Beth and Ray Ross offer toiletries, socks and blankets to people in need.

Beth Ross is Executive Director at Blanket Tampa Bay.


SALT Outreach offers free meals to people in need every Monday evening at St. Peter Claver Church.



Directors of Tampa Bay area nonprofit organizations are on the front lines of the local effort to end homelessness. 

From developing urban rest stops and locations for people to fill water bottles to expanding mental health programming, local charities are stepping up in innovative ways to confront the issue.

Below are just a few of organizations led by visionaries working to help the homeless while aiming to end homelessness. 

Blanket Tampa Bay and SALT Outreach – (Tampa)

FOCUS: Blankets and hygiene items for area homeless

VISION: Permanent urban rest stops that feature showering and clothes washing facilities

When Blanket Tampa Bay founder Beth Ross set out to provide blankets to homeless individuals three years ago, she never expected to spark major change. Ross’s idea resonated with people, though: by Christmas Day, 308 homeless individuals had a blanket to offer warmth and comfort.

“The offers to help were immediate,” she says of the near-instant donor response.

Ross formed Blanket Tampa Bay soon afterward. A 501c3 organization, Blanket Tampa Bay accepts donations of blankets, clothes and hygiene products; it then partners with volunteer groups to distribute them. One such organization is SALT Outreach. It’s clockwork, this joint effort: every Monday night, a queue forms outside St. Peter Claver Church on Nebraska Avenue. Homeless persons go through the line and collect seasonal items. SALT-affiliated families share food and drinks.

Blanket Tampa Bay will always be involved in this effort, says Ross, but she’s ready to expand the mission. A recent trip to tour Seattle’s urban rest stops sparked her resolve to adapt the innovative concept to permanent locations in Hillsborough, Pasco and Pinellas Counties. 

The homeless have access to some shower facilities in the Bay Area, she says, but often must don the same dirty clothes afterward. Ross envisions permanent urban rest stops that feature restrooms and laundry facilities as well as showers. People seeking work would head out for the day clean and rejuvenated, she says, with greater confidence and likely greater chance to achieve gainful employment.

“We can provide this basic dignity for them,” she says. “It can make all the difference.”

HOW TO HELP: Blanket Tampa Bay accepts donations such as blankets and hygiene products, as well as seasonal items like mittens, coats and rain gear. Donate specifically toward the construction of Urban Rest Stops. 

Homeless Empowerment Program (HEP) – (Clearwater campus)

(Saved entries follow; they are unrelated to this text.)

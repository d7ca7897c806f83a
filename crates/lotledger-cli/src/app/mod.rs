//! Application-level utilities for the Lotledger CLI.
//!
//! This module provides:
//! - Path resolution for config and ledger files
//! - The per-invocation context that opens the ledger lazily

mod context;
mod resolver;

// Re-export public API
pub use context::AppContext;
pub use resolver::resolve_config_path;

FOCUS: All-encompassing services to break the cycle of homelessness

VISION: Expanded residence opportunities and additional specialized programs

On any given day near the 8-acre HEP complex in Clearwater, veterans ready rows of kale, collard greens and tomatoes for harvest on a plot the size of half a football field. Children await the arrival of a school bus at the Children’s Learning Center. Families move from the street to a permanent home, finally finding a long-term place for that “Welcome” mat.

“What makes HEP so impactful is our ability to do even more than house and feed our clients,” says President and CEO Terrance McAbee. “Our extensive wrap-around services help people actually break the cycle of homelessness.”

Those services range from job assistance to family housing to meals where the HEP garden’s bounty is the highlight. HEP’s difference, McAbee states, is not that volunteers serve 90,000 meals per year to those in need, or that their community building was recently remodeled into a 4,000-square-foot workplace center. It’s not the specialized housing for veterans and families, the dormitory-like shelter for those needing immediate care. It’s that all these services exist within one domain. 

“This is an innovative way to approach homelessness,” McAbee says. “We treat the cause, the root of the issue, from all angles.” 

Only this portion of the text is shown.